Tell how many lines in the data hold "LoopControl", giving that figure alone.

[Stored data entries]
● ● ● ●

// src/interface.rs
//
// Seams between the monitoring core and everything it talks to. The frame
// loop only ever sees these traits, so each collaborator can be swapped for
// a scripted fake in tests.

use crate::pipeline::FrameContext;
use crate::types::{Crop, Detection, EventRecord, Frame};
use crate::zone::Region;
use anyhow::Result;
use chrono::NaiveDateTime;
use std::path::Path;

/// Pull-based frame sequence. `Ok(None)` means the stream is exhausted.
pub trait FrameSource {
    fn next_frame(&mut self) -> Result<Option<Frame>>;
    fn release(&mut self) -> Result<()>;
}

/// Detector + tracker: classified boxes with persistent track ids.
pub trait ObjectTracker {
    fn track(&mut self, frame: &Frame) -> Result<Vec<Detection>>;
}

#[derive(Debug, Clone, PartialEq, Eq)]
pub enum Recognition {
    Text(String),
    Nothing,
    /// No recognition engine is loaded at all.
    Unavailable,
}

pub trait TextRecognizer {
    fn recognize(&mut self, crop: &Crop) -> Result<Recognition>;
}

/// Append-only event sink.
pub trait RecordStore {
    fn append(&mut self, record: &EventRecord) -> Result<()>;
    fn flush(&mut self) -> Result<()>;
}

pub trait ImageWriter {
    fn write(&mut self, path: &Path, crop: &Crop) -> Result<()>;
}

#[derive(Debug, Clone, Copy, PartialEq, Eq)]
pub enum LoopControl {
    Continue,
    Stop,
}

/// Renders and presents a processed frame, and reports whether the operator
/// asked to stop.
pub trait FrameSink {
    fn present(&mut self, ctx: &FrameContext, region: &Region) -> Result<LoopControl>;
    fn close(&mut self) -> Result<()>;
}

pub trait Clock {
    fn now(&self) -> NaiveDateTime;
}

pub struct SystemClock;

impl Clock for SystemClock {
    fn now(&self) -> NaiveDateTime {
        chrono::Local::now().naive_local()
    }
}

● ● ● ●

Completed task - 2